### Exercise directions
Figure out how many lines in the records below hold the string "matches". That number alone is the answer.

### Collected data
__________

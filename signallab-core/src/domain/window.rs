//! PriceWindow: an ordered bar sequence for one (symbol, timeframe) pair.

use serde::{Deserialize, Serialize};

use super::{PriceBar, Timeframe};
use crate::error::SignalError;

/// Longest accepted symbol.
pub const MAX_SYMBOL_LEN: usize = 32;

/// Validate a symbol: non-empty, at most `MAX_SYMBOL_LEN` characters,
/// ASCII alphanumerics plus `-`, `_`, `/` and `.`.
pub fn validate_symbol(symbol: &str) -> Result<(), SignalError> {
    let well_formed = !symbol.is_empty()
        && symbol.len() <= MAX_SYMBOL_LEN
        && symbol
            .chars()
            .all(|c| c.is_ascii_alphanumeric() || matches!(c, '-' | '_' | '/' | '.'));
    if well_formed {
        Ok(())
    } else {
        Err(SignalError::InvalidSymbol(symbol.to_string()))
    }
}

/// Validated price history, oldest first.
///
/// Construction rejects malformed symbols, non-finite prices and
/// timestamps that are not strictly increasing. Length requirements are
/// checked later by each indicator, since they are period-dependent.
/// Deserialization goes through the same checks.
#[derive(Debug, Clone, PartialEq, Serialize, Deserialize)]
#[serde(try_from = "RawPriceWindow")]
pub struct PriceWindow {
    symbol: String,
    timeframe: Timeframe,
    bars: Vec<PriceBar>,
}

/// Unvalidated wire form of a `PriceWindow`.
#[derive(Deserialize)]
struct RawPriceWindow {
    symbol: String,
    timeframe: Timeframe,
    bars: Vec<PriceBar>,
}

impl TryFrom<RawPriceWindow> for PriceWindow {
    type Error = SignalError;

    fn try_from(raw: RawPriceWindow) -> Result<Self, Self::Error> {
        PriceWindow::new(raw.symbol, raw.timeframe, raw.bars)
    }
}

impl PriceWindow {
    pub fn new(
        symbol: impl Into<String>,
        timeframe: Timeframe,
        bars: Vec<PriceBar>,
    ) -> Result<Self, SignalError> {
        let symbol = symbol.into();
        validate_symbol(&symbol)?;

        if let Some(i) = bars.iter().position(|b| !b.is_finite()) {
            return Err(SignalError::degenerate(format!(
                "non-finite price or volume at bar {i}"
            )));
        }
        if let Some(i) = bars
            .windows(2)
            .position(|w| w[1].timestamp <= w[0].timestamp)
        {
            return Err(SignalError::degenerate(format!(
                "bars not strictly increasing in time at bar {}",
                i + 1
            )));
        }

        Ok(Self {
            symbol,
            timeframe,
            bars,
        })
    }

    pub fn symbol(&self) -> &str {
        &self.symbol
    }

    pub fn timeframe(&self) -> Timeframe {
        self.timeframe
    }

    pub fn bars(&self) -> &[PriceBar] {
        &self.bars
    }

    pub fn len(&self) -> usize {
        self.bars.len()
    }

    pub fn is_empty(&self) -> bool {
        self.bars.is_empty()
    }

    pub fn last(&self) -> Option<&PriceBar> {
        self.bars.last()
    }

    pub fn closes(&self) -> Vec<f64> {
        self.bars.iter().map(|b| b.close).collect()
    }

    /// BLAKE3 content hash of the window (symbol, timeframe, every bar).
    ///
    /// Two windows with the same fingerprint produce the same indicators.
    pub fn fingerprint(&self) -> [u8; 32] {
        let mut hasher = blake3::Hasher::new();
        hasher.update(self.symbol.as_bytes());
        hasher.update(self.timeframe.as_str().as_bytes());
        for bar in &self.bars {
            hasher.update(&bar.timestamp.timestamp_millis().to_le_bytes());
            for v in [bar.open, bar.high, bar.low, bar.close, bar.volume] {
                hasher.update(&v.to_bits().to_le_bytes());
            }
        }
        *hasher.finalize().as_bytes()
    }
}

#[cfg(test)]
mod tests {
    use super::*;
    use crate::indicators::make_bars;

    #[test]
    fn accepts_common_symbols() {
        for s in ["BTC", "BTC-USD", "ETH/USDT", "BRK.B", "sol_perp"] {
            assert!(validate_symbol(s).is_ok(), "{s} should be valid");
        }
    }

    #[test]
    fn rejects_malformed_symbols() {
        assert!(validate_symbol("").is_err());
        assert!(validate_symbol("BTC USD").is_err());
        assert!(validate_symbol("BTC$").is_err());
        assert!(validate_symbol(&"X".repeat(MAX_SYMBOL_LEN + 1)).is_err());
    }

    #[test]
    fn rejects_out_of_order_bars() {
        let mut bars = make_bars(&[1.0, 2.0, 3.0]);
        bars.swap(1, 2);
        let err = PriceWindow::new("BTC", Timeframe::H1, bars).unwrap_err();
        assert!(matches!(err, SignalError::DegenerateInput { .. }));
    }

    #[test]
    fn rejects_duplicate_timestamps() {
        let mut bars = make_bars(&[1.0, 2.0]);
        bars[1].timestamp = bars[0].timestamp;
        assert!(PriceWindow::new("BTC", Timeframe::H1, bars).is_err());
    }

    #[test]
    fn rejects_nan_close() {
        let mut bars = make_bars(&[1.0, 2.0, 3.0]);
        bars[2].close = f64::NAN;
        let err = PriceWindow::new("BTC", Timeframe::H1, bars).unwrap_err();
        assert_eq!(
            err,
            SignalError::degenerate("non-finite price or volume at bar 2")
        );
    }

    #[test]
    fn empty_window_is_allowed() {
        let w = PriceWindow::new("BTC", Timeframe::D1, vec![]).unwrap();
        assert!(w.is_empty());
        assert!(w.last().is_none());
    }

    #[test]
    fn deserialization_validates() {
        let w = PriceWindow::new("BTC", Timeframe::H1, make_bars(&[1.0, 2.0, 3.0])).unwrap();
        let json = serde_json::to_string(&w).unwrap();
        let back: PriceWindow = serde_json::from_str(&json).unwrap();
        assert_eq!(back, w);

        let mut bars = make_bars(&[1.0, 2.0, 3.0]);
        bars.swap(0, 2);
        let unordered = serde_json::json!({
            "symbol": "BTC",
            "timeframe": "1h",
            "bars": bars,
        });
        let err = serde_json::from_value::<PriceWindow>(unordered).unwrap_err();
        assert!(err.to_string().contains("not strictly increasing"));

        let bad_symbol = serde_json::json!({
            "symbol": "BTC USD",
            "timeframe": "1h",
            "bars": [],
        });
        assert!(serde_json::from_value::<PriceWindow>(bad_symbol).is_err());
    }

    #[test]
    fn fingerprint_tracks_content() {
        let a = PriceWindow::new("BTC", Timeframe::H1, make_bars(&[1.0, 2.0, 3.0])).unwrap();
        let b = PriceWindow::new("BTC", Timeframe::H1, make_bars(&[1.0, 2.0, 3.0])).unwrap();
        let c = PriceWindow::new("BTC", Timeframe::H1, make_bars(&[1.0, 2.0, 3.5])).unwrap();
        let d = PriceWindow::new("BTC", Timeframe::H4, make_bars(&[1.0, 2.0, 3.0])).unwrap();
        assert_eq!(a.fingerprint(), b.fingerprint());
        assert_ne!(a.fingerprint(), c.fingerprint());
        assert_ne!(a.fingerprint(), d.fingerprint());
    }
}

__________

### Answer to the problem
2